INSTRUCTIONS FOR THE TASK: Reproduce only the lines from the line containing "fn fmt(&self, f: &mut" to the end of the entries below, including both of those lines.

RECORDS PROVIDED:
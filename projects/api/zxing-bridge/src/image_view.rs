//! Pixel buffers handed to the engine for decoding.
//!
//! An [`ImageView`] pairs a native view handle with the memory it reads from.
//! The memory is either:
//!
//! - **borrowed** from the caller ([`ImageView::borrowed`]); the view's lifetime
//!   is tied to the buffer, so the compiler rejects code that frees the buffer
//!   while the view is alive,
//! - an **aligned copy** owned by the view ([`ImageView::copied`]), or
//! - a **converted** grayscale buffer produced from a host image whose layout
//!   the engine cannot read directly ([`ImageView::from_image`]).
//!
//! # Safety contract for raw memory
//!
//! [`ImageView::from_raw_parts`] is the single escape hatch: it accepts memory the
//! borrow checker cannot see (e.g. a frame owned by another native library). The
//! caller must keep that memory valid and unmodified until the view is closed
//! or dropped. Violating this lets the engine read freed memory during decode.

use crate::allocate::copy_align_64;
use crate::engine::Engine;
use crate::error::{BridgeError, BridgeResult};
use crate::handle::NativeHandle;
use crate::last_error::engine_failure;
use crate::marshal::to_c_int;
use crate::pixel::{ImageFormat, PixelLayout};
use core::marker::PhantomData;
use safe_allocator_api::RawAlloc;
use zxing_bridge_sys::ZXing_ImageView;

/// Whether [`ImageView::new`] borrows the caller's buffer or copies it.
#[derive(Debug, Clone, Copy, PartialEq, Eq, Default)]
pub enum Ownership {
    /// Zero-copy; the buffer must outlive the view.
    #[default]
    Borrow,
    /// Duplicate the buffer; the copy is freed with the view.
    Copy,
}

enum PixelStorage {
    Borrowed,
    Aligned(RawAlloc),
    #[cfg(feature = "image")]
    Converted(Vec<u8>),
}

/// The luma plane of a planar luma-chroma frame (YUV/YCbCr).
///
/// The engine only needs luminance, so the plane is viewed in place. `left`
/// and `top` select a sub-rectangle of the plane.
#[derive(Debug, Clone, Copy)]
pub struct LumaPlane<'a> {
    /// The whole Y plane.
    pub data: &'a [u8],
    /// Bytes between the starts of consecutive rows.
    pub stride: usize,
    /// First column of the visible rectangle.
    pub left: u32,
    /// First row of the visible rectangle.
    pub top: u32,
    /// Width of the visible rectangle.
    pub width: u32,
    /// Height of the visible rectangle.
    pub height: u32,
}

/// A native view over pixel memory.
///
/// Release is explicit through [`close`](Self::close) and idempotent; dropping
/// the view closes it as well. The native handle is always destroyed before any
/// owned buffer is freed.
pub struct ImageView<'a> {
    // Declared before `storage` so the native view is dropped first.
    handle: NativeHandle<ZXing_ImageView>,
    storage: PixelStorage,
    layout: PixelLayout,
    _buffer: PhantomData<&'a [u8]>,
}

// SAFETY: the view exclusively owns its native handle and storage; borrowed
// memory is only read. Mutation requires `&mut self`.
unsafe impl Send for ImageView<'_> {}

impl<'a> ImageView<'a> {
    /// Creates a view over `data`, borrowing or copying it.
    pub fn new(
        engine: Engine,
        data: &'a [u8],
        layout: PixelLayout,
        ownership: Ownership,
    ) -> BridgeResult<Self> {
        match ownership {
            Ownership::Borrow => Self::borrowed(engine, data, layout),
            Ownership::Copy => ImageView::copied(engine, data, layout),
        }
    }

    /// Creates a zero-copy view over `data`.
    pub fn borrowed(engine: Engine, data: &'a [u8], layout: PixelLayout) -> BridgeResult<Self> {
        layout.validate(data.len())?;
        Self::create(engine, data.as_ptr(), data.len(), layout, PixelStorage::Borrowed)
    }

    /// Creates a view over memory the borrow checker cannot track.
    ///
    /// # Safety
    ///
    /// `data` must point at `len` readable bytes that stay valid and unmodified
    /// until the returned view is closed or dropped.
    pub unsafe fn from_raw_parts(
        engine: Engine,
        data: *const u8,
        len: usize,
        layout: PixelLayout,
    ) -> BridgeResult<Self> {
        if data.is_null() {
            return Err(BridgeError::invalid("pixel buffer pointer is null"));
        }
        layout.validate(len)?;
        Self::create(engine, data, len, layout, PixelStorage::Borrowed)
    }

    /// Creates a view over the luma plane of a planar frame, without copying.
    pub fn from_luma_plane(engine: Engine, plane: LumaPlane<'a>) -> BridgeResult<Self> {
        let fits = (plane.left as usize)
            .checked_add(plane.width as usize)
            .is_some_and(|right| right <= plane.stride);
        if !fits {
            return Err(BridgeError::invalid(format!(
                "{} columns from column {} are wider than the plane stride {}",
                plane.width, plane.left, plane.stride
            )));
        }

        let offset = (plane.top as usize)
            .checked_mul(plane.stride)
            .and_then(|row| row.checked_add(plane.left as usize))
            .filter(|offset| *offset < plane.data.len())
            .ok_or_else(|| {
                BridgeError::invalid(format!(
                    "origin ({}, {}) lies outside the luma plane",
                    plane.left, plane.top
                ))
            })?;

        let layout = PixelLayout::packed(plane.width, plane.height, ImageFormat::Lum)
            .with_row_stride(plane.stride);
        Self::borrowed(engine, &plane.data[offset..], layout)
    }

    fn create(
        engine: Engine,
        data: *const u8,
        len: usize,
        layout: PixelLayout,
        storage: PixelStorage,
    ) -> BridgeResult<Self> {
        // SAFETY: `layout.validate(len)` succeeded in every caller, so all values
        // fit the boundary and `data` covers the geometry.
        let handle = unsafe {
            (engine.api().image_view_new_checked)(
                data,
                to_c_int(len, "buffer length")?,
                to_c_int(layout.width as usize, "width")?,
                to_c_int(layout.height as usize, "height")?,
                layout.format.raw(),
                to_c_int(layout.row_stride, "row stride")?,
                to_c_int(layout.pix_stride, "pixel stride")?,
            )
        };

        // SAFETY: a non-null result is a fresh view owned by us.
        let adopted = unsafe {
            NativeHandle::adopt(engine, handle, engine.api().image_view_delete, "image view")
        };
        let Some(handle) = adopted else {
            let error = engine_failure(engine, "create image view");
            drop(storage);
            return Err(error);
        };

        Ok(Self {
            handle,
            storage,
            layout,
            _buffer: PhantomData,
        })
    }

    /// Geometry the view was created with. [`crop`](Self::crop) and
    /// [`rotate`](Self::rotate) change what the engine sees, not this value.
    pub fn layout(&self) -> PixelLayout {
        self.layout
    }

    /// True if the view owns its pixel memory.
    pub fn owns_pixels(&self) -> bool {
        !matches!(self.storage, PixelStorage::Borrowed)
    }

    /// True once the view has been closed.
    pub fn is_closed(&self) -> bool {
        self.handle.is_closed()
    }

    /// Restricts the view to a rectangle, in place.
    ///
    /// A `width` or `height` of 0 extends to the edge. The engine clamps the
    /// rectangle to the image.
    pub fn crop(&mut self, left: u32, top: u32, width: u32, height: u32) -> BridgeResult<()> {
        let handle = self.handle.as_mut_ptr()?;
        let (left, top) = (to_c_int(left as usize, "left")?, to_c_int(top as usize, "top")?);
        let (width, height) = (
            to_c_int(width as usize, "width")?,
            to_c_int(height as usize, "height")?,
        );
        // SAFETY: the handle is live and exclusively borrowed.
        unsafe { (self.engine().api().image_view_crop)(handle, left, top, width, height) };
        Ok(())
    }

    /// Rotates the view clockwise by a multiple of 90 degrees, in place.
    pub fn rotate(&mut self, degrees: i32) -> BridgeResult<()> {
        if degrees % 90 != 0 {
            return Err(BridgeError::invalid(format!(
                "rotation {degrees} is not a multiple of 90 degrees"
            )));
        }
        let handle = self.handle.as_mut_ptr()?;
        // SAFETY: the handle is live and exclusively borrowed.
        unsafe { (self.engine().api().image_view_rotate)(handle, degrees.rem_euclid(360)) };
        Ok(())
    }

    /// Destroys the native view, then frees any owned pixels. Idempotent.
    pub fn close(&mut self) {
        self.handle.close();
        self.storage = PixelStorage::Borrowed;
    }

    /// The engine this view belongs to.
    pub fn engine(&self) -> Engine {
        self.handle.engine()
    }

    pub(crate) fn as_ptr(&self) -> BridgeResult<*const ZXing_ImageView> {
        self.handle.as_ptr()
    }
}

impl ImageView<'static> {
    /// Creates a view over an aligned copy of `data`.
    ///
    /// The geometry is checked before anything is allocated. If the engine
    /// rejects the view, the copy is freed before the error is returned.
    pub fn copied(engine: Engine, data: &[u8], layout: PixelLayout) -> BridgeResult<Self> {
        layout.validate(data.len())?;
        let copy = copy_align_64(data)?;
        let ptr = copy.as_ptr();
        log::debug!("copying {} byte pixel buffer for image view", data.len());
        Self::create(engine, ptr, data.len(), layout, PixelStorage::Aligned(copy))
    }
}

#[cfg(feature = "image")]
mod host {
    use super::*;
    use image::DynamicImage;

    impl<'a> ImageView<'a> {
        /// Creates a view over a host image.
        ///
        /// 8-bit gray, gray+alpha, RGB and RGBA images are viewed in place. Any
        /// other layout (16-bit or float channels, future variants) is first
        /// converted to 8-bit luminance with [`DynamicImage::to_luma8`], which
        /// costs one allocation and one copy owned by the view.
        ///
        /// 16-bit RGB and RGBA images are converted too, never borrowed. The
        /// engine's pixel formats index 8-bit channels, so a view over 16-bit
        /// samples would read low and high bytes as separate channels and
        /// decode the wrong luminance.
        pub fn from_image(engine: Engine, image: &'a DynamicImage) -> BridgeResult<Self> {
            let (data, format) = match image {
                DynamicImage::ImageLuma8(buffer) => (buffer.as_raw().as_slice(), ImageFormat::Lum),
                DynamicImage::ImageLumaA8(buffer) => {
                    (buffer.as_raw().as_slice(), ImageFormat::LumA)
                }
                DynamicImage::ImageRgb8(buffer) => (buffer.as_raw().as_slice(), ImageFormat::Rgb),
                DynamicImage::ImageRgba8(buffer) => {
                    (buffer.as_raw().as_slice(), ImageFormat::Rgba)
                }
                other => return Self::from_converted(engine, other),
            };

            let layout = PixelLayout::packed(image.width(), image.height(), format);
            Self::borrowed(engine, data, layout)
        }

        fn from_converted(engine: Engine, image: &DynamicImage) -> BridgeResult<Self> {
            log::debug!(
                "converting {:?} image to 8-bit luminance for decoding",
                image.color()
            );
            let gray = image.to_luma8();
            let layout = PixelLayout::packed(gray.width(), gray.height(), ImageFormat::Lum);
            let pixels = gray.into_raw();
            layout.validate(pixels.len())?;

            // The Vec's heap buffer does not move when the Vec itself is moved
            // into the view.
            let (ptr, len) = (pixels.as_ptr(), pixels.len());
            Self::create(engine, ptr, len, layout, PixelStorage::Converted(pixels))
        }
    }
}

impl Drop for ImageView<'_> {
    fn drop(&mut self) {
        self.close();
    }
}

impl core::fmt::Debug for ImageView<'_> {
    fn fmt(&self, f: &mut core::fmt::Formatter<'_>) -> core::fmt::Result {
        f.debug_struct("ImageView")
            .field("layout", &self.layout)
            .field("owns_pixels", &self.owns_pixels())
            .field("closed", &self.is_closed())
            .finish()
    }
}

TASK SOLUTION:
    fn fmt(&self, f: &mut core::fmt::Formatter<'_>) -> core::fmt::Result {
        f.debug_struct("ImageView")
            .field("layout", &self.layout)
            .field("owns_pixels", &self.owns_pixels())
            .field("closed", &self.is_closed())
            .finish()
    }
}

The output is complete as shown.